Si votre désir est que votre activité professionnelle vous rapporte de quoi vivre, vous devez convaincre des personnes d’acheter votre bien ou service.

Or, l’acte d’achat doit répondre à un intérêt, qui peut être inexprimé ou bien encore inconnu. Votre mission, si vous l’acceptez, est de le découvrir.

Être observateur est un don précieux pour développer son activité. Il s’agit d’un don qu’il est possible de développer facilement.

Pour ce faire, vous devez simplement être attentif à votre environnement. Peut-être que la meilleure méthode est de prendre le temps. Puis vous pouvez regarder calmement autour de vous sans chercher forcément à réfléchir dans un premier temps.

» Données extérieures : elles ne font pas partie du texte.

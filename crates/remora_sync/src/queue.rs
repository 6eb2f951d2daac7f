//! Per-identity FIFO task ordering.

use parking_lot::{Condvar, Mutex};
use std::collections::HashMap;
use std::sync::Arc;

#[derive(Default)]
struct LaneState {
    next_ticket: u64,
    now_serving: u64,
}

#[derive(Default)]
struct Lane {
    state: Mutex<LaneState>,
    condvar: Condvar,
}

/// Strict per-key FIFO serialization of units of work.
///
/// [`TaskQueue::acquire`] hands out tickets in call order and blocks until
/// every earlier ticket for the same key has been released — so work for
/// one identity runs one at a time, in submission order, whether or not
/// earlier work succeeded. Different keys never wait on each other.
///
/// This is what guarantees that two concurrent `save()` calls on one
/// identity reach the network in issue order and apply their responses in
/// that same order.
#[derive(Default)]
pub struct TaskQueue {
    lanes: Mutex<HashMap<String, Arc<Lane>>>,
}

/// Exclusive occupancy of one key's lane; released on drop.
pub struct LaneGuard {
    lane: Arc<Lane>,
    ticket: u64,
}

impl TaskQueue {
    /// Creates an empty queue.
    pub fn new() -> Self {
        Self::default()
    }

    /// Blocks until every earlier acquire for `key` has been released,
    /// then returns the lane guard.
    pub fn acquire(&self, key: &str) -> LaneGuard {
        let lane = {
            let mut lanes = self.lanes.lock();
            Arc::clone(lanes.entry(key.to_string()).or_default())
        };

        let ticket = {
            let mut state = lane.state.lock();
            let ticket = state.next_ticket;
            state.next_ticket += 1;
            ticket
        };

        let mut state = lane.state.lock();
        while state.now_serving != ticket {
            lane.condvar.wait(&mut state);
        }
        drop(state);

        LaneGuard { lane, ticket }
    }

    /// Runs `task` once every earlier task for `key` has settled.
    ///
    /// If the lane is idle the task runs immediately; the task's outcome
    /// (success or failure) releases the lane either way.
    pub fn enqueue<R>(&self, key: &str, task: impl FnOnce() -> R) -> R {
        let _guard = self.acquire(key);
        task()
    }

    /// Number of keys with waiters or a running task.
    pub fn busy_lanes(&self) -> usize {
        self.lanes
            .lock()
            .values()
            .filter(|lane| {
                let state = lane.state.lock();
                state.now_serving != state.next_ticket
            })
            .count()
    }
}

impl std::fmt::Debug for TaskQueue {
    fn fmt(&self, f: &mut std::fmt::Formatter<'_>) -> std::fmt::Result {
        f.debug_struct("TaskQueue")
            .field("busy_lanes", &self.busy_lanes())
            .finish()
    }
}

impl Drop for LaneGuard {
    fn drop(&mut self) {
        let mut state = self.lane.state.lock();
        debug_assert_eq!(state.now_serving, self.ticket);
        state.now_serving += 1;
        self.lane.condvar.notify_all();
    }
}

C’est une activité moins facile qu’il n’y paraît. Car nous nous lançons quasiment tous dans des activités compulsives en permanence. Il suffit par exemple de voir notre addiction au téléphone.

Être attentif aux autres

Vous devez prendre le temps d’être attentif aux autres, à leurs centres d’intérêt, leurs préoccupations et leurs besoins.

Bien sûr, cette attention doit être bienveillante, respectueuse et polie. Il est d’ailleurs plus facile d’avoir du succès en suivant ces règles.

Vous pouvez chercher à simplifier la vie de ces personnes.

Simplifier veut dire aider et avoir envie d’aider. Cela signifie aussi que vous devez identifier les problèmes rencontrés par ces personnes dans leur vie.

Votre motivation ne sera probablement pas pure d’arrière-pensées mercantiles. Comme la plupart des actions humaines, elle est entachée de préoccupations personnelles. Tant que votre démarche reste sincère et honnête, ce n’est pas rédhibitoire. Vous devez bien vivre vous aussi !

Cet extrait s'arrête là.